## INPUT MATERIAL
-=-=-=-=-
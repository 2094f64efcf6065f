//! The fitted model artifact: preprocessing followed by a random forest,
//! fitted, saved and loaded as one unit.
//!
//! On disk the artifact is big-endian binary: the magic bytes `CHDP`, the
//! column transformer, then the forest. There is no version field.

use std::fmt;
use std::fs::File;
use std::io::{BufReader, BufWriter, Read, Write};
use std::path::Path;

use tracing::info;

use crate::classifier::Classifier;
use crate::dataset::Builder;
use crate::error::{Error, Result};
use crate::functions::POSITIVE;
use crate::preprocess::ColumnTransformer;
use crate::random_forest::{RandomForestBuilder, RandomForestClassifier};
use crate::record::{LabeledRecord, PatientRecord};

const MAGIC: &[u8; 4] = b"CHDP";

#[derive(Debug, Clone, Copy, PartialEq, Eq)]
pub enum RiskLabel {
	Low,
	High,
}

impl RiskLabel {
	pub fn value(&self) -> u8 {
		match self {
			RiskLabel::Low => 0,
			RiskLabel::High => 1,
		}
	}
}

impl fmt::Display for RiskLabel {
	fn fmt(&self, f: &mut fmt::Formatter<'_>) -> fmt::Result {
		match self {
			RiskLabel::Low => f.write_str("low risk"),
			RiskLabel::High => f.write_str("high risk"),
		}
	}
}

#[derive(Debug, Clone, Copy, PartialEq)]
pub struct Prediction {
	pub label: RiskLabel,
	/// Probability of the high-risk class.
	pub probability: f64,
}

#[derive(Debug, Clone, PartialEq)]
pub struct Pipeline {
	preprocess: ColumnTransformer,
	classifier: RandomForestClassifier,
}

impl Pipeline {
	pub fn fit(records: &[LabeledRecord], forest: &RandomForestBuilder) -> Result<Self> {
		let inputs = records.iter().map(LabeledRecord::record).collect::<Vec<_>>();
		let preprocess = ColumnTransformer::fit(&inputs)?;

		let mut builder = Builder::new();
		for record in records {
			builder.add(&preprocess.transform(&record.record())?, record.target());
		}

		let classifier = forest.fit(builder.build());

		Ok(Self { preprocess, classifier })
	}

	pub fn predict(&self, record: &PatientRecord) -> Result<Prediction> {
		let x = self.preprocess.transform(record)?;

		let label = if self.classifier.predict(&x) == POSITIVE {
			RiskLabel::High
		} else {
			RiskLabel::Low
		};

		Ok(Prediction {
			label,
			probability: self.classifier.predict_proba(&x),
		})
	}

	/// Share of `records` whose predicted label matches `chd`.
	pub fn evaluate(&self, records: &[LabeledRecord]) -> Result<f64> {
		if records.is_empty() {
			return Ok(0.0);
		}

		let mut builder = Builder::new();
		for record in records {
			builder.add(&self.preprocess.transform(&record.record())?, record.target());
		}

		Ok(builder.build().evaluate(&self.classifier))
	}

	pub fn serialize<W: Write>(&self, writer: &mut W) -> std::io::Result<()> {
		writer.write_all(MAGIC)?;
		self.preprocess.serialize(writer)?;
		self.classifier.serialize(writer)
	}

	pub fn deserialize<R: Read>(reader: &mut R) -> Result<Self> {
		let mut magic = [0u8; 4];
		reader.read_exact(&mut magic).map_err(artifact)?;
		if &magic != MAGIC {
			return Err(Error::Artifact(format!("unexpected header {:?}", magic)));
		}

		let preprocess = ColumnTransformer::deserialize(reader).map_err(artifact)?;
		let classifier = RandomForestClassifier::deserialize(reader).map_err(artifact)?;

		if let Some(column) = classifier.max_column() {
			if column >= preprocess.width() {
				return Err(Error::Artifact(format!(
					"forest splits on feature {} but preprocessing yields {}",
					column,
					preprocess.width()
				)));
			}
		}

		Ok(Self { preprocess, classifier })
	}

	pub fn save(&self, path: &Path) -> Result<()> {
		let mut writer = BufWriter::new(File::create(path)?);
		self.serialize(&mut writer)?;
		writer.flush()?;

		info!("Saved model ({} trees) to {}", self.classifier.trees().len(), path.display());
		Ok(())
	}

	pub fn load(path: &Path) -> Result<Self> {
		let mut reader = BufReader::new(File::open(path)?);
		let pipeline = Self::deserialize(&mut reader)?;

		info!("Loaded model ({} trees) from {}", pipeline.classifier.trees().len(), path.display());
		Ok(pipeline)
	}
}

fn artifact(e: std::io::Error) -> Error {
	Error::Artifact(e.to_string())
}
-=-=-=-=-
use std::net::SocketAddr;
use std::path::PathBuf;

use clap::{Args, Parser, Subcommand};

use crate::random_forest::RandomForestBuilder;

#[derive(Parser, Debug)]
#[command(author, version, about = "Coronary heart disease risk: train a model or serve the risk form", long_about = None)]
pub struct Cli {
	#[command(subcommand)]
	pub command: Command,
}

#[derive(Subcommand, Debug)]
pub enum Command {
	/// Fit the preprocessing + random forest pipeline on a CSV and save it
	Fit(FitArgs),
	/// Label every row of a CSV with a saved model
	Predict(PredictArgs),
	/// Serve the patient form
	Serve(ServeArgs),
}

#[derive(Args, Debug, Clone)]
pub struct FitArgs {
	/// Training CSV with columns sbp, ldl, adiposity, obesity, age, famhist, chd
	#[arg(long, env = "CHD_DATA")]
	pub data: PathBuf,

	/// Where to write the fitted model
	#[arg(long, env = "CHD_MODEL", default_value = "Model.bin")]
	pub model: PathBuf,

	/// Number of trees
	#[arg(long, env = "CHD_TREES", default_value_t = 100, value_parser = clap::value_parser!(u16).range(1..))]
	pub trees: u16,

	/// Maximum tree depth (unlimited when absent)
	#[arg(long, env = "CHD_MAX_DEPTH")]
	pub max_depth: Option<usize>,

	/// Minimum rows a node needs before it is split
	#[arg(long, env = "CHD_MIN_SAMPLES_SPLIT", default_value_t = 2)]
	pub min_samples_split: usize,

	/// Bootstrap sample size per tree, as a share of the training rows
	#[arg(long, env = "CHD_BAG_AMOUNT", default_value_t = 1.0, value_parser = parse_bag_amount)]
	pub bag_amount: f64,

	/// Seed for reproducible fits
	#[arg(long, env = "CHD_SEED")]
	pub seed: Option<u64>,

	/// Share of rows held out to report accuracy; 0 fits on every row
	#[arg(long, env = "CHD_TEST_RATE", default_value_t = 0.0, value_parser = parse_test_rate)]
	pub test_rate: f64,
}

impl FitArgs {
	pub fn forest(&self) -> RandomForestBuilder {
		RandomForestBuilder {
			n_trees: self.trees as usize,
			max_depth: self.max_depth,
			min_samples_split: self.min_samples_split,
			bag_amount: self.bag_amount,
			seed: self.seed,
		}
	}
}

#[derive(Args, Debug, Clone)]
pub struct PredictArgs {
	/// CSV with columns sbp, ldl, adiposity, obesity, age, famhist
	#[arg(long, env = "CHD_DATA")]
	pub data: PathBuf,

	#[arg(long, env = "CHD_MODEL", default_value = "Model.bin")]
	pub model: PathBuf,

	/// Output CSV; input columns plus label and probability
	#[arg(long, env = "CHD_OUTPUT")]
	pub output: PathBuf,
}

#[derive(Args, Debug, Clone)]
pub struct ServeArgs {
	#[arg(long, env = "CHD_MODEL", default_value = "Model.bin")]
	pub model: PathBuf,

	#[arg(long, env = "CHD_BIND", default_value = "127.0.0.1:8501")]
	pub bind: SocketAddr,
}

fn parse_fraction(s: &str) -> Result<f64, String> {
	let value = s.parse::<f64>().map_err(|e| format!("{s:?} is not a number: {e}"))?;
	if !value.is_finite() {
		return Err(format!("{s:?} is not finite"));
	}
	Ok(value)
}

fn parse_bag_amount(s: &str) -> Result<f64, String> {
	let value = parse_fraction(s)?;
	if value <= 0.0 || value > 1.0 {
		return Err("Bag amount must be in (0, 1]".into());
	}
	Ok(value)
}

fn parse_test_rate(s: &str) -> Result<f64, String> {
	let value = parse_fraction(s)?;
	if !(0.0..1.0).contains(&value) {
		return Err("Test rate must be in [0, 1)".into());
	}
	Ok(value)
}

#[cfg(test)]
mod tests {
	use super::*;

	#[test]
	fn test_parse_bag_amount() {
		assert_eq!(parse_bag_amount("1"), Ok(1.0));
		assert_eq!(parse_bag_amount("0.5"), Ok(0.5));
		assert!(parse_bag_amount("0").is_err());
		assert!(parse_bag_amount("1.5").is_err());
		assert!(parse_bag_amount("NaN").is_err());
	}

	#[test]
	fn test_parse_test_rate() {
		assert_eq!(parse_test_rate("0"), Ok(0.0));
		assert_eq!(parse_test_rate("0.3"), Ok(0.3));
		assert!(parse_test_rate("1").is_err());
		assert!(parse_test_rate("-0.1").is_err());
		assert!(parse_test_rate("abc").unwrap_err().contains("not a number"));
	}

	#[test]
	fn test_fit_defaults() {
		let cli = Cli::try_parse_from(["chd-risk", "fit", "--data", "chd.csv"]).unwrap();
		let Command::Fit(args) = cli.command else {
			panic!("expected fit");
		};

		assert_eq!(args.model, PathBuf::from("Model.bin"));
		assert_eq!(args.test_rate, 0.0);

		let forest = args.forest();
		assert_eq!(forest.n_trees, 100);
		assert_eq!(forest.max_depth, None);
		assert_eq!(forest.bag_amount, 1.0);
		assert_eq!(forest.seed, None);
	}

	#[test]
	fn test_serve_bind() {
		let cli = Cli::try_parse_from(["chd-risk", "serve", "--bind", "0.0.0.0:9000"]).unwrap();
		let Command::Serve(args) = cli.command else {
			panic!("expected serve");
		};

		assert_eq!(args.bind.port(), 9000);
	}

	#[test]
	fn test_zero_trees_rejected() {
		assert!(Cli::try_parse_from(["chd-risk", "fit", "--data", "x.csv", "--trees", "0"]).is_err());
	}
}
-=-=-=-=-
## AIM OF THE EXERCISE
Say how many lines in the data hold the string "with", and write nothing else.

## COMPLETED TASK
3